The response must contain each line of the material that holds "entries".

-=-=-=-=-

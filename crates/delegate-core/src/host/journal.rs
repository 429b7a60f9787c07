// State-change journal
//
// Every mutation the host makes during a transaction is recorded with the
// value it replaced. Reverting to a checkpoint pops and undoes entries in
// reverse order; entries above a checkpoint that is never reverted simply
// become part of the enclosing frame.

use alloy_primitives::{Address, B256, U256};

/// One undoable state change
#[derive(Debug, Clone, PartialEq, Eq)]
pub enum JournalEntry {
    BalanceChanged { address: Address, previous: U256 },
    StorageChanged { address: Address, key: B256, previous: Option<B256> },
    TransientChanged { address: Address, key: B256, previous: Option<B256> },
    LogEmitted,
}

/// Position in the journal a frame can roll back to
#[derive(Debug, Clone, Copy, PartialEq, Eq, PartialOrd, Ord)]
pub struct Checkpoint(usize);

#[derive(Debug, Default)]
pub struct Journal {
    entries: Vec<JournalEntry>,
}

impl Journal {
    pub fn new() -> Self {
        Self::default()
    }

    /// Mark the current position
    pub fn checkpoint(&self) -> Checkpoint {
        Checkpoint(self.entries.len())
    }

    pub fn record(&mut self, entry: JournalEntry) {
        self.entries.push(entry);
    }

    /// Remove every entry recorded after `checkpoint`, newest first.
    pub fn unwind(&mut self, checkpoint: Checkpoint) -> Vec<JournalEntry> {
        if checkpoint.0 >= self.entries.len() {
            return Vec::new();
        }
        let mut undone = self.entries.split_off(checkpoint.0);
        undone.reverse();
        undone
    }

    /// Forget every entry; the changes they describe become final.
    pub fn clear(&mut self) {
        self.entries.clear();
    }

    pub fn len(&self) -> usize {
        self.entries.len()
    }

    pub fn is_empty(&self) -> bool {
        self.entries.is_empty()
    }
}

-=-=-=-=-

# ANSWER BOX
// value it replaced. Reverting to a checkpoint pops and undoes entries in
// reverse order; entries above a checkpoint that is never reverted simply
    entries: Vec<JournalEntry>,
        Checkpoint(self.entries.len())
        self.entries.push(entry);
        if checkpoint.0 >= self.entries.len() {
        let mut undone = self.entries.split_off(checkpoint.0);
        self.entries.clear();
        self.entries.len()
        self.entries.is_empty()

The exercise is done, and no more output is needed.